She recently told PLANADVISER her 29-year career at MetLife has been dominated by annuities design and “thinking about the transition to retirement income from defined contribution (DC) and defined benefit (DB) plans.”

“In the last three decades we have seen a real evolution in how retirement income planning has been looked at and thought about,” she suggested. “If you look at the prevalent reasons why people aren’t accessing income in the DC planning context, in particular, you see some participants who say they like to maintain control of their money, and others who say they will have separate sources of lifetime income. But there is also a significant group who thinks they can achieve better investment outcomes in the end if they manage the money on their own rather than annuitizing.”

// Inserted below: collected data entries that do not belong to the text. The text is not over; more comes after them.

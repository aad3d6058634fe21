//! SLCO1B1 transporter function and statin guidance.

use serde::{Deserialize, Serialize};

use crate::{
    err::PgxError,
    pgx::{
        input::VariantInput,
        phenotype::{normalize_phenotype, MetabolizerStatus},
        tables::{optional, GuidelineTable, ReferenceData, TranslationTable},
    },
};

/// The SLCO1B1 c.521T>C variant defining the decreased function alleles.
pub const SLCO1B1_RSID: &str = "rs4149056";

pub const SLCO1B1_PHENOTYPES_FILE: &str = "slco1b1_phenotypes.json";
pub const SLCO1B1_GUIDELINES_FILE: &str = "slco1b1_guidelines.json";

/// Returned when no guideline exists for the phenotype and drug.
pub const NO_GUIDELINE: &str = "No guideline available.";

/// Returned for genotypes missing from the phenotype table.
pub const UNKNOWN_FUNCTION: &str = "Unknown";

const REF_BASE: &str = "T";
const ALT_BASE: &str = "C";

/// Result of the SLCO1B1 interpretation.
#[derive(Debug, Clone, PartialEq, Eq, Serialize, Deserialize)]
pub struct Slco1b1Result {
    /// Genotype such as `TC`, `None` for a no-call.
    pub genotype: Option<String>,
    pub phenotype: String,
    pub status: MetabolizerStatus,
    /// The drug guidance was requested for.
    pub drug: Option<String>,
    pub guideline: Option<String>,
}

/// Two-letter rs4149056 genotype.
///
/// Full calls are converted by dosage; an absent variant means `TT`.  Simple input
/// accepts a bare base (`T` is `TT`, `C` is the heterozygous `TC`) or `X,Y`.
pub fn slco1b1_genotype(input: &VariantInput) -> Option<String> {
    let reference = format!("{}{}", REF_BASE, REF_BASE);
    match input {
        VariantInput::Full(calls) => match calls.get(SLCO1B1_RSID) {
            Some(call) => call.bases_by_dosage(),
            None => Some(reference),
        },
        VariantInput::Simple(bases) => match bases.get(SLCO1B1_RSID).map(|s| s.trim()) {
            None | Some("") => Some(reference),
            Some(REF_BASE) => Some(reference),
            Some(ALT_BASE) => Some(format!("{}{}", REF_BASE, ALT_BASE)),
            Some(s) if s.contains(',') => Some(s.split(',').map(|b| b.trim()).collect()),
            Some(s) => Some(s.to_owned()),
        },
    }
}

/// Interpret with loaded tables.
pub fn interpret_with_tables(
    phenotypes: &TranslationTable,
    guidelines: Option<&GuidelineTable>,
    input: &VariantInput,
    drug: Option<&str>,
) -> Slco1b1Result {
    let genotype = slco1b1_genotype(input);
    let phenotype = genotype
        .as_deref()
        .and_then(|genotype| phenotypes.get(genotype))
        .unwrap_or(UNKNOWN_FUNCTION)
        .to_owned();
    let guideline = drug.map(|drug| {
        guidelines
            .and_then(|table| table.get(&phenotype, drug))
            .unwrap_or(NO_GUIDELINE)
            .to_owned()
    });
    tracing::debug!("SLCO1B1: {:?} => {}", &genotype, &phenotype);

    Slco1b1Result {
        status: normalize_phenotype(&phenotype),
        genotype,
        phenotype,
        drug: drug.map(|s| s.to_owned()),
        guideline,
    }
}

/// Run the SLCO1B1 interpretation; `None` if the phenotype table is missing.
///
/// The guideline table is only read if a drug is given; without it every drug yields
/// `NO_GUIDELINE`.
pub fn interpret_slco1b1(
    input: &VariantInput,
    drug: Option<&str>,
    data: &ReferenceData,
) -> Result<Option<Slco1b1Result>, PgxError> {
    let Some(phenotypes) = optional(data.load_key_value(SLCO1B1_PHENOTYPES_FILE))? else {
        return Ok(None);
    };
    let guidelines = match drug {
        Some(_) => optional(data.load_guidelines(SLCO1B1_GUIDELINES_FILE))?,
        None => None,
    };
    Ok(Some(interpret_with_tables(
        &phenotypes,
        guidelines.as_ref(),
        input,
        drug,
    )))
}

Rafaloff called this last statement “extremely problematic” from her point of view. 

“Income annuities are not investments and they really should not be compared to an investment, because in a lot of participants' eyes the comparison won't be favorable,” she said. “Income annuities are more properly considered as insurance—insurance that guarantees an individual will not run out of money no matter how long they live. That is an entirely different idea from, say, buying a mutual fund to attempt to increase your net wealth over time.”

Rafaloff went on to observe that many who fail to purchase any lifetime income when they have the option to do so later end up regretting their choices. They are paralyzed at the time by the unfortunate possibility that they could die earlier than expected—perceived as the main risk of annuities as investments. But once investors think about annuities more in the vain of insurance, comfort can increase dramatically.